ENTRIES SHOWN: Begin

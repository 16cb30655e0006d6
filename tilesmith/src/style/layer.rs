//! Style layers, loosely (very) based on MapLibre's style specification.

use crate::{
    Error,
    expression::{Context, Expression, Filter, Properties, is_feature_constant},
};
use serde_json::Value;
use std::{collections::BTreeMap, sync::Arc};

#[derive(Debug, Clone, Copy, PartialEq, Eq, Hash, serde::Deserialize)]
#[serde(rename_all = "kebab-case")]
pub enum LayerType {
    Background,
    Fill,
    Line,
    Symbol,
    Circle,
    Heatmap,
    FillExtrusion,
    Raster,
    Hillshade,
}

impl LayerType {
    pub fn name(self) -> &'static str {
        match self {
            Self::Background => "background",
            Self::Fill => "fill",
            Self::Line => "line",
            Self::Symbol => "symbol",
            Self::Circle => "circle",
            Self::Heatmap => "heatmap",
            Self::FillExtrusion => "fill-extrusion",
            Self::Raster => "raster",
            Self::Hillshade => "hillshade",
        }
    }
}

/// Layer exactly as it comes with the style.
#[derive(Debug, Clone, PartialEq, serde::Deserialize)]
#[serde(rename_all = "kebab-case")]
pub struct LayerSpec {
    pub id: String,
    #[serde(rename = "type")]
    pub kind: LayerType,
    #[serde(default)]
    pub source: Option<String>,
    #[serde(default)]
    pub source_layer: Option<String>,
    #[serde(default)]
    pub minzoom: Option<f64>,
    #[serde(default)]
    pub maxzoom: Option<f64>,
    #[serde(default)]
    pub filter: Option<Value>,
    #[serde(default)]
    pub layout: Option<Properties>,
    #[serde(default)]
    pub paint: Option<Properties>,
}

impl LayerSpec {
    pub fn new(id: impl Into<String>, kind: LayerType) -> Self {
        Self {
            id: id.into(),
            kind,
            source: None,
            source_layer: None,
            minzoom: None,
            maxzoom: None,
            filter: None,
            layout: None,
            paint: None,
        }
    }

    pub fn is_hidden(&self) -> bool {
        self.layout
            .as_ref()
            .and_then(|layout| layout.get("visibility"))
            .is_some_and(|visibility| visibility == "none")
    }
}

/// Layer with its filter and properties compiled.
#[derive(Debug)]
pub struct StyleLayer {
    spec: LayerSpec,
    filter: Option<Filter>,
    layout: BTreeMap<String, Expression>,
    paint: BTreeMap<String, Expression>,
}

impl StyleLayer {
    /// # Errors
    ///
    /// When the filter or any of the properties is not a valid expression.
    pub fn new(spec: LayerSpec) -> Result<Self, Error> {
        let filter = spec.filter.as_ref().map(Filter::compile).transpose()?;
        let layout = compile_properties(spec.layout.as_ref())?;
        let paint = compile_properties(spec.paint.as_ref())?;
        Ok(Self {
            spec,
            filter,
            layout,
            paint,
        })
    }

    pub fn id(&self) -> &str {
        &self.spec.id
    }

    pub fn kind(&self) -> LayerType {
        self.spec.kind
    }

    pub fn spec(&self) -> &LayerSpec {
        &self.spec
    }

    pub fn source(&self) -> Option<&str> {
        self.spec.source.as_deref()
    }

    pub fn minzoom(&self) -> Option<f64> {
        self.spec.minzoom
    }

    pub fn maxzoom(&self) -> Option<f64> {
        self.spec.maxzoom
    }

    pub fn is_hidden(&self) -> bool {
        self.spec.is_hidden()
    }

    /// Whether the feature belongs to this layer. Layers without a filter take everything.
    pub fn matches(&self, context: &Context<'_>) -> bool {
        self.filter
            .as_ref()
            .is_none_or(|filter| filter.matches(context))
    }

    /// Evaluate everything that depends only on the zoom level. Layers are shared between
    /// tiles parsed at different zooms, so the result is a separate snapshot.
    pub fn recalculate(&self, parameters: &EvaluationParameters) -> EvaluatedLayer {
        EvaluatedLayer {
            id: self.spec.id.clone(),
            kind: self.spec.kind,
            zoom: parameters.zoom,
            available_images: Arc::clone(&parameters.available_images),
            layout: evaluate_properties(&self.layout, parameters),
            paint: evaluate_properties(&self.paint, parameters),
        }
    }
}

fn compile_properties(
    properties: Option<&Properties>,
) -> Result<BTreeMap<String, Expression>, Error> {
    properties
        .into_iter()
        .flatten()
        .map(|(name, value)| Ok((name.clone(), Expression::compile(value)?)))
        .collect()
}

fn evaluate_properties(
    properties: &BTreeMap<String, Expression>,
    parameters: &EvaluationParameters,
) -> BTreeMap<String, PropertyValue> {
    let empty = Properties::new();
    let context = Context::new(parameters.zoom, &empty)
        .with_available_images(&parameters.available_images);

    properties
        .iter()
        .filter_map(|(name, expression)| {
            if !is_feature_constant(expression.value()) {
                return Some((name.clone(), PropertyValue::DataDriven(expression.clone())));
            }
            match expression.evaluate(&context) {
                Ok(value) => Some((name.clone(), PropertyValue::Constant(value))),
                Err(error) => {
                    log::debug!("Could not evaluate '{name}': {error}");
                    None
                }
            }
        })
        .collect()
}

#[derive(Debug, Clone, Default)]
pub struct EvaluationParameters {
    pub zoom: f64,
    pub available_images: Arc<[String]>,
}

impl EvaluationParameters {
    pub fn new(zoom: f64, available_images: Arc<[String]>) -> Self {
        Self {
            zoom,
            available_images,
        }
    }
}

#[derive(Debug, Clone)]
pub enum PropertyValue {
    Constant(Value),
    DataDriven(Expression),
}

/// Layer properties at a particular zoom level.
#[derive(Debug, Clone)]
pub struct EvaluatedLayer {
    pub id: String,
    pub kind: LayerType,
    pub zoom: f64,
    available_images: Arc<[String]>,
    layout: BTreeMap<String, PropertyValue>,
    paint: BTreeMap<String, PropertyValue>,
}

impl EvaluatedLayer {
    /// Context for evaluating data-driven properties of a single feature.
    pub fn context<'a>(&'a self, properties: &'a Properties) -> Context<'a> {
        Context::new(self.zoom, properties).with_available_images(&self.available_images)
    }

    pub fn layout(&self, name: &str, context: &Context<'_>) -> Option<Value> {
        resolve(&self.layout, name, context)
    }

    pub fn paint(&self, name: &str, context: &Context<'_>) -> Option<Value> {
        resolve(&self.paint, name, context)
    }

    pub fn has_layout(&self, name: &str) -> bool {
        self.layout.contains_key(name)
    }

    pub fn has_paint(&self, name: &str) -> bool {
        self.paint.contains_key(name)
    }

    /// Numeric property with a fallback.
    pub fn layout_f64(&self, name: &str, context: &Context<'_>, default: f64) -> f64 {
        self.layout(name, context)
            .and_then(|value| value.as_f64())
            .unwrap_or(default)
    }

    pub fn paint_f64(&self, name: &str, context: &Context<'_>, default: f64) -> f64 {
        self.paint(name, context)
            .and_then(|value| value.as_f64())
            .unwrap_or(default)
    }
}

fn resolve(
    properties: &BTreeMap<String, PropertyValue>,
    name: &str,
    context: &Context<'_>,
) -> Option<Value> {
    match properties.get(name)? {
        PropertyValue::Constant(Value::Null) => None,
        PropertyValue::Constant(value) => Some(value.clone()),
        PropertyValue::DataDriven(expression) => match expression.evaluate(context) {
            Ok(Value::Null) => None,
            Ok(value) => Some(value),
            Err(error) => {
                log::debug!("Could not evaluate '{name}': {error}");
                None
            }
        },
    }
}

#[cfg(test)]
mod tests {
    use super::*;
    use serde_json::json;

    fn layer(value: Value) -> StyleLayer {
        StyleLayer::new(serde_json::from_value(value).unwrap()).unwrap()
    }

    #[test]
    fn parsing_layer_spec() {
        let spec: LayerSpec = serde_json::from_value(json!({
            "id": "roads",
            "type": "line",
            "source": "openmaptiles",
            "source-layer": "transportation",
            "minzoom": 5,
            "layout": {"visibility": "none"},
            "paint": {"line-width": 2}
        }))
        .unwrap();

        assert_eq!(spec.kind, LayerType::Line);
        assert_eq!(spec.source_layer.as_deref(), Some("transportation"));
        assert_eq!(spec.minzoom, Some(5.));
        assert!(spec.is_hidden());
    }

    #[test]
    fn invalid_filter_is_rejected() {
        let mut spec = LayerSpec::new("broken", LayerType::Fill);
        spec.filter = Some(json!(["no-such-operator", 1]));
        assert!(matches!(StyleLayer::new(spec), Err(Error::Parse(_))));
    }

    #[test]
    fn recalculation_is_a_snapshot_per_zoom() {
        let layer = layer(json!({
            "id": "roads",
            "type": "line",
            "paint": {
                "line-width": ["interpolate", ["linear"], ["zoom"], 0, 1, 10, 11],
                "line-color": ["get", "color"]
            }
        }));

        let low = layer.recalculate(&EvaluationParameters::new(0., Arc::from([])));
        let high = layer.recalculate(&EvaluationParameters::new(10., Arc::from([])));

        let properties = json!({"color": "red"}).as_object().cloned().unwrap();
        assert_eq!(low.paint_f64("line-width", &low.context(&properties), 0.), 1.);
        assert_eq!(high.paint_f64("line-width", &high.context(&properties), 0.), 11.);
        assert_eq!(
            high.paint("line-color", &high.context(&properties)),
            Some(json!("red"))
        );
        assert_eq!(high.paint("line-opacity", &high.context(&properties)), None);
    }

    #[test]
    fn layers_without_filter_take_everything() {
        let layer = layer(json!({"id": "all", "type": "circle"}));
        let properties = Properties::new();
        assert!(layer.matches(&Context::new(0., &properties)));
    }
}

ENTRIES SHOWN: End

■ **WHAT TO WORK ON**: From the listing above, copy every line that holds the string "Deserialize".

■ **RESULT**:
#[derive(Debug, Clone, Copy, PartialEq, Eq, Hash, serde::Deserialize)]
#[derive(Debug, Clone, PartialEq, serde::Deserialize)]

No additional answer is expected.